### What you are asked to do
Say how many lines of the data below have the word "derive" in them. Add nothing else.

### Input for this task
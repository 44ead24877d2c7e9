//! HTTP client for the hosted data API (`{backend.url}/rest/v1`).

use std::time::Duration;

use cohort_config::{BackendConfig, TablesConfig};
use cohort_core::NewStudent;
use serde::Serialize;
use serde::de::DeserializeOwned;

use crate::error::DataError;
use crate::http::check_response;
use crate::rows::StudentInsert;

/// Reads and writes rows through the data API.
///
/// Requests carry the anonymous key as `apikey`, and the signed-in user's access
/// token (or the anonymous key when signed out) as the bearer token.
#[derive(Debug, Clone)]
pub struct DataClient {
    http: reqwest::Client,
    base_url: String,
    anon_key: String,
    access_token: Option<String>,
    pub(crate) tables: TablesConfig,
}

impl DataClient {
    /// Build a client for the configured backend.
    ///
    /// # Errors
    ///
    /// Returns `DataError::Http` if the underlying `reqwest::Client` fails to build.
    pub fn new(backend: &BackendConfig, tables: TablesConfig) -> Result<Self, DataError> {
        let http = reqwest::Client::builder()
            .user_agent(concat!("cohort/", env!("CARGO_PKG_VERSION")))
            .timeout(Duration::from_secs(backend.timeout_secs))
            .build()?;
        Ok(Self {
            http,
            base_url: backend.rest_url(),
            anon_key: backend.anon_key.clone(),
            access_token: None,
            tables,
        })
    }

    /// Act on behalf of a signed-in user.
    #[must_use]
    pub fn with_access_token(mut self, token: Option<String>) -> Self {
        self.access_token = token.filter(|t| !t.is_empty());
        self
    }

    #[must_use]
    pub const fn tables(&self) -> &TablesConfig {
        &self.tables
    }

    /// Fetch every row of `table`, selecting `columns`.
    ///
    /// # Errors
    ///
    /// Returns [`DataError`] if the request fails, the API returns a non-success
    /// status, or the rows cannot be decoded as `T`.
    pub async fn fetch_all<T: DeserializeOwned>(
        &self,
        table: &str,
        columns: &str,
    ) -> Result<Vec<T>, DataError> {
        let url = self.select_url(table, columns, None);
        tracing::debug!(%table, %columns, "fetching rows");
        let resp = check_response(self.authorized(self.http.get(&url)).send().await?).await?;
        resp.json::<Vec<T>>()
            .await
            .map_err(|e| DataError::Parse(format!("{table}: {e}")))
    }

    /// Insert `rows` into `table` without reading them back.
    ///
    /// # Errors
    ///
    /// Returns [`DataError`] if the request fails or the API rejects the rows.
    pub async fn insert<T: Serialize + Sync>(&self, table: &str, rows: &[T]) -> Result<(), DataError> {
        let url = format!("{}/{}", self.base_url, urlencoding::encode(table));
        let request = self
            .authorized(self.http.post(&url))
            .header("Prefer", "return=minimal")
            .json(rows);
        check_response(request.send().await?).await?;
        tracing::debug!(%table, rows = rows.len(), "inserted rows");
        Ok(())
    }

    /// Write the student row that accompanies a new account.
    ///
    /// # Errors
    ///
    /// Returns [`DataError`] if the insert is rejected.
    pub async fn register_student(&self, student: &NewStudent) -> Result<(), DataError> {
        self.insert(&self.tables.students, &[StudentInsert::from(student)])
            .await
    }

    /// Connection check: read at most one row of `table`.
    ///
    /// # Errors
    ///
    /// Returns [`DataError`] if the backend is unreachable or refuses the read.
    pub async fn ping(&self, table: &str) -> Result<usize, DataError> {
        let url = self.select_url(table, "*", Some(1));
        let resp = check_response(self.authorized(self.http.get(&url)).send().await?).await?;
        let rows = resp
            .json::<Vec<serde_json::Value>>()
            .await
            .map_err(|e| DataError::Parse(format!("{table}: {e}")))?;
        Ok(rows.len())
    }

    fn select_url(&self, table: &str, columns: &str, limit: Option<u32>) -> String {
        let mut url = format!(
            "{}/{}?select={}",
            self.base_url,
            urlencoding::encode(table),
            urlencoding::encode(columns)
        );
        if let Some(limit) = limit {
            url.push_str(&format!("&limit={limit}"));
        }
        url
    }

    fn authorized(&self, request: reqwest::RequestBuilder) -> reqwest::RequestBuilder {
        let bearer = self.access_token.as_deref().unwrap_or(&self.anon_key);
        request.header("apikey", &self.anon_key).bearer_auth(bearer)
    }
}
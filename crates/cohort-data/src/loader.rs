//! Fetch-then-assemble for the group list.

use cohort_core::{AssembledGroup, assemble};

use crate::error::DataError;
use crate::retry::RetryConfig;
use crate::source::RecordSource;

/// Fetch the three tables concurrently and assemble the group list.
///
/// Assembly only runs once all three reads succeed. The first failure aborts
/// the load; no partial list is ever built.
///
/// # Errors
///
/// Returns [`DataError::Fetch`] naming the table whose read failed.
pub async fn load_group_list<S: RecordSource>(source: &S) -> Result<Vec<AssembledGroup>, DataError> {
    let (groups, evaluations, students) = tokio::try_join!(
        async {
            source
                .fetch_groups()
                .await
                .map_err(|e| DataError::fetch("groups", e))
        },
        async {
            source
                .fetch_evaluations()
                .await
                .map_err(|e| DataError::fetch("evaluations", e))
        },
        async {
            source
                .fetch_students()
                .await
                .map_err(|e| DataError::fetch("students", e))
        },
    )?;

    tracing::debug!(
        groups = groups.len(),
        evaluations = evaluations.len(),
        students = students.len(),
        "assembling group list"
    );
    Ok(assemble(&groups, &evaluations, &students))
}

/// [`load_group_list`] with whole-load retries on transient failures.
///
/// # Errors
///
/// Returns the last attempt's error once attempts are exhausted, or the first
/// permanent error.
pub async fn load_group_list_with_retry<S: RecordSource>(
    source: &S,
    retry: &RetryConfig,
) -> Result<Vec<AssembledGroup>, DataError> {
    let mut attempt = 1;
    loop {
        match load_group_list(source).await {
            Ok(groups) => return Ok(groups),
            Err(error) if attempt < retry.max_attempts && error.is_transient() => {
                let delay = retry.delay_for(attempt);
                tracing::warn!(
                    %error,
                    attempt,
                    max_attempts = retry.max_attempts,
                    delay_ms = u64::try_from(delay.as_millis()).unwrap_or(u64::MAX),
                    "group list load failed; retrying"
                );
                tokio::time::sleep(delay).await;
                attempt += 1;
            }
            Err(error) => return Err(error),
        }
    }
}
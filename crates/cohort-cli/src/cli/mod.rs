use clap::Parser;

pub mod global;
pub mod root_commands;
pub mod subcommands;

pub use global::{ColorMode, GlobalFlags, OutputFormat};
pub use root_commands::Commands;

/// Top-level CLI parser for the `cohort` binary.
#[derive(Debug, Parser)]
#[command(name = "cohort", version, about = "Cohort - classroom project groups and evaluations")]
pub struct Cli {
    #[command(subcommand)]
    pub command: Commands,

    /// Output format: card, json, table, raw
    #[arg(short, long, global = true, default_value = "card")]
    pub format: OutputFormat,

    /// Quiet mode (suppress non-essential output)
    #[arg(short, long, global = true)]
    pub quiet: bool,

    /// Verbose mode (debug logging)
    #[arg(short, long, global = true)]
    pub verbose: bool,

    /// Colorize table output: auto, always, never
    #[arg(long, global = true, default_value = "auto")]
    pub color: ColorMode,
}

impl Cli {
    /// Extract ergonomic global flags struct for command handlers.
    #[must_use]
    pub const fn global_flags(&self) -> GlobalFlags {
        GlobalFlags {
            format: self.format,
            quiet: self.quiet,
            verbose: self.verbose,
            color: self.color,
        }
    }
}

### Response to the exercise
2